What is the next course of treatment?
- Chimeric Antibody 14.18 (Ch 14.18) with GM-CSF, IL-2 and Isotretinoin
- It is a clinical trial for high-risk neuroblastoma children which has been going on for awhile and is now waiting on FDA approval.
- It is now the new national standard of treatment for high-risk neuroblastoma patients following bone marrow transplant and radiation.
- The antibody (Ch 14.18) and Isotretinoin are given in series over the course of 6 months.
- Standard treatment is to take the drug, isotretinoin (Accutane or 13 cis retinoic acid), by mouth for 6 months.
- A recent study compared the new experimental regimen (antibody therapy) to isotretinoin alone and found that the experimental treatment worked better than standard treatment to help get rid of any remaining neuroblastoma cells.
- Two years after treatment, 66% of patients who received the antibody therapy were alive with no signs of cancer, compared to 46% of patients who received the standard treatment.
- William's disease is hard to treat and often resistant and needs very aggressive treatment. His diagnosis of "High-Risk" neuroblastoma is in part due to his age at diagnosis (rare to be over 5 yrs old), it had already metastasized (spread) at diagnosis, and during the course of treatment, the cancer cells were resistant, needing 2 additional rounds of chemo and MIBG therapy and cancer cells were still present right before transplant.
- The technology and accuracy of the tests and scans to detect cancer cells has limitations and may miss some microscopic cells. One active cell is enough to grow the cancer again. This treatment focuses on the microscopic cells (minimal residual therapy).
- The human immune system contains many different antibodies to attack germs, bacteria, etc. However, because cancer is produced by the body, it does not recognize cancer cells as "bad".
- Ch 14.18 is a monoclonal antibody, meaning a protein made in the lab, designed to attach to specific targets on cancer cells. This particular antibody is part mouse, part human. Yes, we agree it sounds crazy! We are promised William won't grow a tail or whiskers.

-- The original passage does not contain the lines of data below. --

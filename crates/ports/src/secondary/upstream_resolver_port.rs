use std::future::Future;
use std::pin::Pin;

use domain::dns::entity::{DnsAnswer, RecordKind};
use domain::dns::error::DnsError;

/// Secondary port for proactive DNS resolution.
///
/// Implementations query the cluster DNS service directly (so answers
/// match what workloads will see) or fall back to the host resolver with
/// a synthetic TTL. Uses `Pin<Box<dyn Future>>` return type (instead of
/// RPITIT) so the trait is dyn-compatible and can be used as
/// `Arc<dyn UpstreamResolverPort>`.
pub trait UpstreamResolverPort: Send + Sync {
    /// Resolve one record family for `fqdn`, returning address answers
    /// with their record TTLs. An error rcode (NXDOMAIN, SERVFAIL, ...)
    /// is reported as an error so the scheduler backs off.
    fn resolve<'a>(
        &'a self,
        fqdn: &'a str,
        kind: RecordKind,
    ) -> Pin<Box<dyn Future<Output = Result<Vec<DnsAnswer>, DnsError>> + Send + 'a>>;
}

#[cfg(test)]
mod tests {
    use super::*;

    struct DummyResolver;
    impl UpstreamResolverPort for DummyResolver {
        fn resolve<'a>(
            &'a self,
            _fqdn: &'a str,
            _kind: RecordKind,
        ) -> Pin<Box<dyn Future<Output = Result<Vec<DnsAnswer>, DnsError>> + Send + 'a>> {
            Box::pin(async { Ok(vec![]) })
        }
    }

    #[test]
    fn resolver_port_is_dyn_compatible() {
        let port: Box<dyn UpstreamResolverPort> = Box::new(DummyResolver);
        let _ = port;
    }
}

- Ch 14.18 is designed to attach to neuroblastoma cells. When it attaches, the body's immune system is stimulated to attack and kill the neuroblastoma cells. (It flags the neuroblastoma cells as "bad")
- William will be infused with this antibody for approximately 10 hours a day for 4 days at UCSF. This will occur approximately once a month for five months.
- The cis-retinoic acid will also be administered during these months according to the trial instructions. (I'll spare you the boring details).
- The sixth cycle will only be the oral cis-retinoic acid which is administered at home.
- There are lots that are similar to all the side effects he's experienced through this whole process. (again, I'll spare you the long list of likely, less likely, rare but serious).
- Pain, an internal aching, is the most common with the antibody infusion and it will be carefully monitored with the aid of a PCA button (patient controlled analgesic). If the pain is too much or other side effects arise, the infusion will be paused until the pain is properly controlled. Once the infusion is finished, the pain immediately ends.
- Next round of hospitalization begins May 2nd.
- William will be able to go on our annual family reunion to Balboa/Newport Beach in June!
- He'll have to stay out of the water, sand, and sun, but we'll all be there together, on vacation!
- He'll be admitted back to the hospital the Monday after we return.
- Ryan and I feel confident and peaceful about pursuing this course of treatment. We feel blessed and fortunate to have these cutting edge treatments readily available to us within feasible proximity to our home. In the end, we will know we treated this cancer with everything available from the beginning.
- We are so grateful for the brilliant minds that continue make progress on the neuroblastoma front and the brave children that fight the hardest battles.